Dani Prieto-Alhambra

Professor of Pharmaco- and Device Epidemiology, Nuffield Dept of Orthopaedics, Rheumatology and Musculoskeletal Sciences, University of Oxford.

MI-CRE was thrilled to host a guest presentation by Professor Prieto-Alhambra during his short visit to Australia in March 2023. Dani's talk was titled “Data stays local – evidence goes global - What can Australia learn from the Data Analysis and Real World Interrogation Network (DARWIN-EU) Program?​”.  

During his visit, Dani shared his experience of DARWIN-EU and OHDSI and how we might benefit here in Australia from large-scale real-world data analytic platforms and distributed network analysis.



Samy Suissa

Distinguished James McGill Professor in the Departments of Epidemiology and Biostatistics, and of Medicine at McGill University, and Director of the Centre of Clinical Epidemiology, Jewish General Hospital, in Montreal, Canada.

During MI-CRE's Annual Research Symposium and Policy Forum in November 2023 we were privileged to have Professor Suissa present on “Observational studies of new indications for old drugs: the good, the bad and the ugly.” He shared insights into understanding time-related biases in pharmacoepidemiological studies and how to avoid these when designing observational studies.
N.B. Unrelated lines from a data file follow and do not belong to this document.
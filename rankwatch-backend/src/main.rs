mod discord_commands;
use anyhow::Context as _;
use poise::{Framework, FrameworkOptions, serenity_prelude as serenity};
use rankwatch_backend::bus::EventBus;
use rankwatch_backend::config::Config;
use rankwatch_backend::crawler::HttpCrawler;
use rankwatch_backend::create_app;
use rankwatch_backend::notifier::{DiscordSink, Notifier};
use rankwatch_backend::observer::Observer;
use rankwatch_db::Database;
use std::sync::Arc;
use tokio::net::TcpListener;
use tokio::task::JoinHandle;
use tokio_util::sync::CancellationToken;
use tracing_subscriber::EnvFilter;

type Context<'a> = poise::Context<'a, crate::Data, crate::discord_commands::Error>;

pub(crate) struct Data {
    pub(crate) db: Database,
}

#[tokio::main]
async fn main() -> anyhow::Result<()> {
    // Initialize tracing for structured logging
    #[cfg(debug_assertions)]
    let log_level = "debug";
    #[cfg(not(debug_assertions))]
    let log_level = "info";

    tracing_subscriber::fmt()
        .with_env_filter(
            EnvFilter::try_from_default_env().unwrap_or_else(|_| EnvFilter::new(log_level)),
        )
        .with_target(false)
        .compact()
        .init();
    tracing::info!("Starting rankwatch...");

    let config = Config::from_env();
    tracing::info!(
        "Configuration: port={}, db_path={}, body_limit={}KB, timeout={}s, site={}",
        config.port,
        config.database_path,
        config.request_body_limit / 1024,
        config.request_timeout.as_secs(),
        config.crawler_base_url
    );
    tracing::info!(
        "Polling: online every {}s, stats every {}s over {} pages, renames tracked down to rank {}",
        config.online_interval.as_secs(),
        config.stats_interval.as_secs(),
        config.stats_page_count,
        config.tracked_rank_limit
    );

    let db = Database::open(&config.database_path)
        .await
        .with_context(|| format!("failed to open database at {}", config.database_path))?;
    let bus = Arc::new(EventBus::new(config.event_buffer));
    let crawler = Arc::new(
        HttpCrawler::new(config.crawler_base_url.clone(), config.crawler_timeout)
            .context("failed to build HTTP client")?,
    );
    let shutdown = CancellationToken::new();

    let observer = Arc::new(Observer::new(
        &db,
        bus.clone(),
        crawler,
        config.observer(),
    ));
    let observer = observer.start(shutdown.child_token());

    let discord = match config.discord_token.clone() {
        Some(token) => Some(start_discord(&token, &db, bus.clone(), &config, &shutdown).await?),
        None => {
            tracing::warn!("DISCORD_TOKEN not set, chat notifications disabled");
            None
        }
    };

    let app = create_app(db, config.request_body_limit, config.request_timeout);
    let addr = format!("0.0.0.0:{}", config.port);
    let listener = TcpListener::bind(&addr)
        .await
        .with_context(|| format!("failed to bind {}", addr))?;
    tracing::info!("Server listening on {}", addr);
    let server = tokio::spawn({
        let shutdown = shutdown.clone();
        async move {
            axum::serve(listener, app)
                .with_graceful_shutdown(shutdown.cancelled_owned())
                .await
        }
    });

    tokio::signal::ctrl_c()
        .await
        .context("failed to listen for ctrl-c")?;
    tracing::info!("Shutting down...");
    shutdown.cancel();

    observer.join().await;
    if let Some(discord) = discord {
        discord.stop().await;
    }
    match server.await {
        Ok(Ok(())) => {}
        Ok(Err(e)) => tracing::error!("Axum server error: {}", e),
        Err(e) => tracing::error!("Axum server task failed: {}", e),
    }
    tracing::info!("Bye");
    Ok(())
}

struct Discord {
    shard_manager: Arc<serenity::ShardManager>,
    client: JoinHandle<()>,
    notifier: JoinHandle<()>,
}

impl Discord {
    async fn stop(self) {
        if let Err(e) = self.notifier.await {
            tracing::error!("Notifier task failed: {}", e);
        }
        self.shard_manager.shutdown_all().await;
        if let Err(e) = self.client.await {
            tracing::error!("Discord client task failed: {}", e);
        }
    }
}

async fn start_discord(
    token: &str,
    db: &Database,
    bus: Arc<EventBus>,
    config: &Config,
    shutdown: &CancellationToken,
) -> anyhow::Result<Discord> {
    let intents = serenity::GatewayIntents::non_privileged();

    let framework = Framework::builder()
        .options(FrameworkOptions {
            commands: vec![
                discord_commands::online(),
                discord_commands::top(),
                discord_commands::watch(),
                discord_commands::unwatch(),
                discord_commands::watchlist(),
            ],
            pre_command: |ctx| {
                Box::pin(async move {
                    tracing::info!(
                        "Executing command '{}' by user '{}'",
                        ctx.command().name,
                        ctx.author().name
                    );
                })
            },
            post_command: |ctx| {
                Box::pin(async move {
                    tracing::info!(
                        "Finished command '{}' by user '{}'",
                        ctx.command().name,
                        ctx.author().name
                    );
                })
            },
            ..Default::default()
        })
        .setup({
            let db = db.clone();
            move |ctx, _ready, framework| {
                Box::pin(async move {
                    poise::builtins::register_globally(ctx, &framework.options().commands).await?;
                    Ok(Data { db })
                })
            }
        })
        .build();

    let mut client = serenity::ClientBuilder::new(token, intents)
        .framework(framework)
        .await
        .context("failed to create Discord client")?;

    let sink = Arc::new(DiscordSink::new(client.http.clone()));
    let notifier = Notifier::new(db, bus, sink, config.rename_channel_id);
    let notifier = tokio::spawn(notifier.run(shutdown.child_token()));

    let shard_manager = client.shard_manager.clone();
    let client = tokio::spawn(async move {
        if let Err(e) = client.start().await {
            tracing::error!("Discord client error: {:?}", e);
        }
    });

    Ok(Discord {
        shard_manager,
        client,
        notifier,
    })
}
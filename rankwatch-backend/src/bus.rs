//! Topic-keyed publish/subscribe fan-out of player events.
//!
//! Every subscriber owns a bounded channel. Publishing waits for room in each
//! matching subscriber's buffer, so a subscriber that stops reading holds up
//! publishers on its topic until it reads again or unsubscribes.
//!
//! Subscriber contract: keep reading, and when done call
//! [`EventBus::unsubscribe`], which closes the channel (waking any blocked
//! publisher) and drains whatever was buffered. Dropping a [`Subscription`]
//! closes it as well; the registry entry is pruned on the next publish.

use std::sync::atomic::{AtomicU64, Ordering};

use rankwatch_db::PlayerId;
use tokio::sync::{RwLock, mpsc};
use tracing::{debug, trace};

#[derive(Debug, Clone, Copy, PartialEq, Eq, Hash)]
pub enum Topic {
    GotOnline,
    GotOffline,
    PlayerAdded,
    PlayerUpdated,
    UsernameChanged,
}

#[derive(Debug, Clone, PartialEq, Eq)]
pub struct UsernameChange {
    pub from: String,
    pub to: String,
}

#[derive(Debug, Clone, PartialEq, Eq)]
pub enum Event {
    GotOnline(PlayerId),
    GotOffline(PlayerId),
    PlayerAdded(PlayerId),
    PlayerUpdated(PlayerId),
    UsernameChanged(UsernameChange),
}

impl Event {
    pub fn topic(&self) -> Topic {
        match self {
            Event::GotOnline(_) => Topic::GotOnline,
            Event::GotOffline(_) => Topic::GotOffline,
            Event::PlayerAdded(_) => Topic::PlayerAdded,
            Event::PlayerUpdated(_) => Topic::PlayerUpdated,
            Event::UsernameChanged(_) => Topic::UsernameChanged,
        }
    }

    /// Player id carried by presence and identity events.
    pub fn player_id(&self) -> Option<PlayerId> {
        match self {
            Event::GotOnline(id)
            | Event::GotOffline(id)
            | Event::PlayerAdded(id)
            | Event::PlayerUpdated(id) => Some(*id),
            Event::UsernameChanged(_) => None,
        }
    }
}

struct Subscriber {
    id: u64,
    topic: Topic,
    tx: mpsc::Sender<Event>,
}

/// Receiving end of one subscription.
pub struct Subscription {
    id: u64,
    topic: Topic,
    rx: mpsc::Receiver<Event>,
}

impl Subscription {
    pub fn topic(&self) -> Topic {
        self.topic
    }

    /// Next event, or `None` once unsubscribed and drained.
    pub async fn recv(&mut self) -> Option<Event> {
        self.rx.recv().await
    }

    /// Next buffered event without waiting.
    pub fn try_recv(&mut self) -> Option<Event> {
        self.rx.try_recv().ok()
    }
}

pub struct EventBus {
    subscribers: RwLock<Vec<Subscriber>>,
    next_id: AtomicU64,
    buffer: usize,
}

impl EventBus {
    /// Create a bus whose subscribers each buffer up to `buffer` events.
    pub fn new(buffer: usize) -> Self {
        Self {
            subscribers: RwLock::new(Vec::new()),
            next_id: AtomicU64::new(1),
            buffer: buffer.max(1),
        }
    }

    pub async fn subscribe(&self, topic: Topic) -> Subscription {
        let id = self.next_id.fetch_add(1, Ordering::Relaxed);
        let (tx, rx) = mpsc::channel(self.buffer);
        self.subscribers
            .write()
            .await
            .push(Subscriber { id, topic, tx });
        debug!(id, ?topic, "subscribed");
        Subscription { id, topic, rx }
    }

    /// Remove a subscription and drain its buffer. Safe to call while
    /// publishes are in flight. Returns the number of drained events.
    pub async fn unsubscribe(&self, mut subscription: Subscription) -> usize {
        self.subscribers
            .write()
            .await
            .retain(|s| s.id != subscription.id);

        subscription.rx.close();
        let mut drained = 0;
        while subscription.rx.try_recv().is_ok() {
            drained += 1;
        }

        debug!(id = subscription.id, drained, "unsubscribed");
        drained
    }

    /// Deliver `event` to every subscriber of its topic, waiting for buffer
    /// space where needed. Returns how many subscribers received it.
    pub async fn publish(&self, event: Event) -> usize {
        let topic = event.topic();
        let targets: Vec<(u64, mpsc::Sender<Event>)> = self
            .subscribers
            .read()
            .await
            .iter()
            .filter(|s| s.topic == topic)
            .map(|s| (s.id, s.tx.clone()))
            .collect();

        let mut delivered = 0;
        let mut closed = Vec::new();
        for (id, tx) in targets {
            match tx.send(event.clone()).await {
                Ok(()) => delivered += 1,
                Err(_) => closed.push(id),
            }
        }

        if !closed.is_empty() {
            self.subscribers
                .write()
                .await
                .retain(|s| !closed.contains(&s.id));
        }

        trace!(?topic, delivered, "published event");
        delivered
    }

    pub async fn subscriber_count(&self, topic: Topic) -> usize {
        self.subscribers
            .read()
            .await
            .iter()
            .filter(|s| s.topic == topic)
            .count()
    }
}

impl Default for EventBus {
    fn default() -> Self {
        Self::new(16)
    }
}

#[cfg(test)]
mod tests {
    use super::*;
    use std::sync::Arc;
    use std::time::Duration;

    #[tokio::test]
    async fn test_fan_out_to_every_subscriber() {
        let bus = EventBus::new(4);
        let mut first = bus.subscribe(Topic::GotOnline).await;
        let mut second = bus.subscribe(Topic::GotOnline).await;

        assert_eq!(bus.publish(Event::GotOnline(7)).await, 2);

        assert_eq!(first.recv().await, Some(Event::GotOnline(7)));
        assert_eq!(second.recv().await, Some(Event::GotOnline(7)));
    }

    #[tokio::test]
    async fn test_topics_are_isolated() {
        let bus = EventBus::new(4);
        let mut online = bus.subscribe(Topic::GotOnline).await;
        let mut renames = bus.subscribe(Topic::UsernameChanged).await;

        bus.publish(Event::GotOffline(1)).await;
        bus.publish(Event::UsernameChanged(UsernameChange {
            from: "alice".to_string(),
            to: "alice2".to_string(),
        }))
        .await;

        assert!(online.try_recv().is_none());
        let event = renames.recv().await.unwrap();
        assert_eq!(event.topic(), Topic::UsernameChanged);
        assert_eq!(event.player_id(), None);
    }

    #[tokio::test]
    async fn test_publish_without_subscribers() {
        let bus = EventBus::default();
        assert_eq!(bus.publish(Event::PlayerAdded(1)).await, 0);
    }

    #[tokio::test]
    async fn test_full_subscriber_blocks_publisher() {
        let bus = EventBus::new(1);
        let mut sub = bus.subscribe(Topic::PlayerUpdated).await;

        bus.publish(Event::PlayerUpdated(1)).await;
        let blocked =
            tokio::time::timeout(Duration::from_millis(50), bus.publish(Event::PlayerUpdated(2)))
                .await;
        assert!(blocked.is_err());

        assert_eq!(sub.recv().await, Some(Event::PlayerUpdated(1)));
    }

    #[tokio::test]
    async fn test_unsubscribe_releases_blocked_publisher() {
        let bus = Arc::new(EventBus::new(1));
        let sub = bus.subscribe(Topic::GotOffline).await;

        bus.publish(Event::GotOffline(1)).await;
        let publisher = {
            let bus = bus.clone();
            tokio::spawn(async move { bus.publish(Event::GotOffline(2)).await })
        };
        tokio::time::sleep(Duration::from_millis(20)).await;

        let drained = bus.unsubscribe(sub).await;
        assert!(drained >= 1);

        let delivered = tokio::time::timeout(Duration::from_secs(1), publisher)
            .await
            .expect("publisher should be released")
            .unwrap();
        assert_eq!(delivered, 0);
        assert_eq!(bus.subscriber_count(Topic::GotOffline).await, 0);
    }

    #[tokio::test]
    async fn test_dropped_subscription_is_pruned() {
        let bus = EventBus::new(1);
        let sub = bus.subscribe(Topic::GotOnline).await;
        drop(sub);

        assert_eq!(bus.publish(Event::GotOnline(3)).await, 0);
        assert_eq!(bus.subscriber_count(Topic::GotOnline).await, 0);
    }
}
This was a great opportunity for our students and researchers to learn from one of the world's leading pharmacoepidemiologists and Samy spent considerable time with them after his presentation answering questions and providing advice on their study designs.  
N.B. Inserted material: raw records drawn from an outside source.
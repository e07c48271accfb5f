use crate::Context;
use poise::CreateReply;
use poise::command;
use poise::serenity_prelude::{CreateEmbed, CreateEmbedFooter};
use rankwatch_backend::helpers::{format_duration, format_rank, now};
use rankwatch_backend::validation::validate_player_name;
use rankwatch_db::{DbError, OnlineSession, PersistedPlayer};

pub(crate) type Error = Box<dyn std::error::Error + Send + Sync>;

const TOP_PAGE_SIZE: u32 = 10;
const EMBED_COLOR: u32 = 0x5865F2;

fn player_line(p: &PersistedPlayer) -> String {
    format!(
        "{} **{}** ({} kills, {}% acc)",
        format_rank(p.player.rank),
        p.player.name,
        p.player.kills,
        p.player.accuracy
    )
}

async fn reply(ctx: Context<'_>, title: &str, description: String) -> Result<(), Error> {
    ctx.send(
        CreateReply::default().embed(
            CreateEmbed::default()
                .title(title)
                .description(description)
                .color(EMBED_COLOR),
        ),
    )
    .await?;
    Ok(())
}

/// Show who is online right now
#[command(slash_command, prefix_command)]
pub async fn online(ctx: Context<'_>) -> Result<(), Error> {
    let players = ctx.data().db.players();
    let online = players.list_online().await?;

    let embed = CreateEmbed::default()
        .title(format!("🟢 {} players online", online.len()))
        .color(EMBED_COLOR);
    let embed = if online.is_empty() {
        embed.description("Nobody is online")
    } else {
        let current_time = now();
        let mut lines = Vec::with_capacity(online.len());
        for p in &online {
            let since = players
                .sessions(p.id)
                .await?
                .into_iter()
                .find(OnlineSession::is_open)
                .map_or(0, |s| s.duration(current_time));
            lines.push(format!("- {} for {}", player_line(p), format_duration(since)));
        }
        embed.description(lines.join("\n"))
    };
    ctx.send(CreateReply::default().embed(embed)).await?;
    Ok(())
}

/// Show a page of the ranked leaderboard
#[command(slash_command, prefix_command)]
pub async fn top(
    ctx: Context<'_>,
    #[description = "Page number (starts at 1)"] page: Option<u32>,
) -> Result<(), Error> {
    let page = page.unwrap_or(1).max(1);
    let offset = (page - 1).saturating_mul(TOP_PAGE_SIZE);
    let players = ctx
        .data()
        .db
        .players()
        .list_ranked(offset, TOP_PAGE_SIZE)
        .await?;

    let description = if players.is_empty() {
        "No ranked players on this page".to_string()
    } else {
        players
            .iter()
            .map(player_line)
            .collect::<Vec<_>>()
            .join("\n")
    };
    ctx.send(
        CreateReply::default().embed(
            CreateEmbed::default()
                .title("Leaderboard")
                .description(description)
                .color(EMBED_COLOR)
                .footer(CreateEmbedFooter::new(format!("Page {}", page))),
        ),
    )
    .await?;
    Ok(())
}

/// Get notified in this channel when a player comes online or leaves
#[command(slash_command, prefix_command)]
pub async fn watch(
    ctx: Context<'_>,
    #[description = "Player name"]
    #[rest]
    name: String,
) -> Result<(), Error> {
    validate_player_name(&name)?;
    let data = ctx.data();
    let channel_id = ctx.channel_id().get();

    let player = match data.db.players().get_by_name(&name).await {
        Ok(player) => player,
        Err(DbError::PlayerNotFound) => {
            return reply(ctx, "Not found", format!("No player named **{}**", name)).await;
        }
        Err(e) => return Err(e.into()),
    };

    let description = match data.db.watchlist().watch(channel_id, player.id).await {
        Ok(()) => format!("Watching **{}** in this channel", player.player.name),
        Err(DbError::AlreadyWatching) => {
            format!("**{}** is already watched here", player.player.name)
        }
        Err(e) => return Err(e.into()),
    };
    reply(ctx, "Watchlist", description).await
}

/// Stop notifications about a player in this channel
#[command(slash_command, prefix_command)]
pub async fn unwatch(
    ctx: Context<'_>,
    #[description = "Player name"]
    #[rest]
    name: String,
) -> Result<(), Error> {
    validate_player_name(&name)?;
    let data = ctx.data();
    let channel_id = ctx.channel_id().get();

    let player = match data.db.players().get_by_name(&name).await {
        Ok(player) => player,
        Err(DbError::PlayerNotFound) => {
            return reply(ctx, "Not found", format!("No player named **{}**", name)).await;
        }
        Err(e) => return Err(e.into()),
    };

    let description = match data.db.watchlist().unwatch(channel_id, player.id).await {
        Ok(()) => format!("Stopped watching **{}**", player.player.name),
        Err(DbError::NotWatching) => format!("**{}** is not watched here", player.player.name),
        Err(e) => return Err(e.into()),
    };
    reply(ctx, "Watchlist", description).await
}

/// List the players watched in this channel
#[command(slash_command, prefix_command)]
pub async fn watchlist(ctx: Context<'_>) -> Result<(), Error> {
    let data = ctx.data();
    let channel_id = ctx.channel_id().get();
    let players = data.db.watchlist().watchlist(channel_id).await?;

    let description = if players.is_empty() {
        "Nobody is watched here yet. Use `watch <name>` to add someone.".to_string()
    } else {
        let mut lines = Vec::with_capacity(players.len());
        for p in &players {
            let status = if data.db.players().is_online(p.id).await? {
                "🟢"
            } else {
                "⚪"
            };
            lines.push(format!("{} {}", status, player_line(p)));
        }
        lines.join("\n")
    };
    reply(ctx, "Watchlist", description).await
}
Sonia Hernandez-Diaz and Krista F. Huybrechts

Sonia Hernandez-Diaz - Professor of Epidemiology at the Harvard T.H. Chan School of Public Health.

Krista F. Huybrechts - Associate Professor of Medicine at Harvard Medical School, Associate Professor of Epidemiology at Harvard T.H. Chan School of Public Health.

In January and February of 2024 we were delighted to host two events by Professor Hernandez-Diaz and Associate Professor Huybrechts as part of their visit to Australia to collaborate with UNSW Scientia Associate Professor Helga Zoega. Krista and Sonia shared their expertise on causal inference research methods through a half-day interactive seminar “Target trial emulation for medicines and other interventions in pregnancy”. A special mention to UNSW PhD candidate, Bianca Varney who also presented on her own research case study as part of the workshop.

This was followed by a multidisciplinary applied research seminar at the Royal Hospital for Women in Sydney on “Safety of opioids, anticonvulsants and second-line glucose lowering medications in pregnancy: Real-world evidence to inform shared decision-making". Over 60 clinicians, researchers and students from across Australia attended the hybrid seminar which also included presentations by clinicians Dr Antonia Shand, Head of Department of Maternal Fetal Medicine at the Royal Hospital for Women and Dr Debra Kennedy, Pediatrician & Specialist Geneticist with expertise in pregnancy care, Founder of MotherSafe.



Kris Filion

Associate Professor in the Departments of Medicine and of Epidemiology, Biostatistics, and Occupational Health, McGill University.

In February of 2024 MI-CRE had the pleasure of hosting Associate Professor Filion at UNSW Sydney in association with his visiting fellowship to the University of South Australia. During his stay in Adelaide and Sydney, Kris worked closely on a number of study designs for collaborative projects with MI-CRE researchers as well as colleagues at NDARC. Kris also gave two hybrid presentations for NDARC and MI-CRE where he shared his knowledge and experience using some of the most recent pharmacoepidemiological methods, including the 'prevalent new user' design in observational studies using real-world data.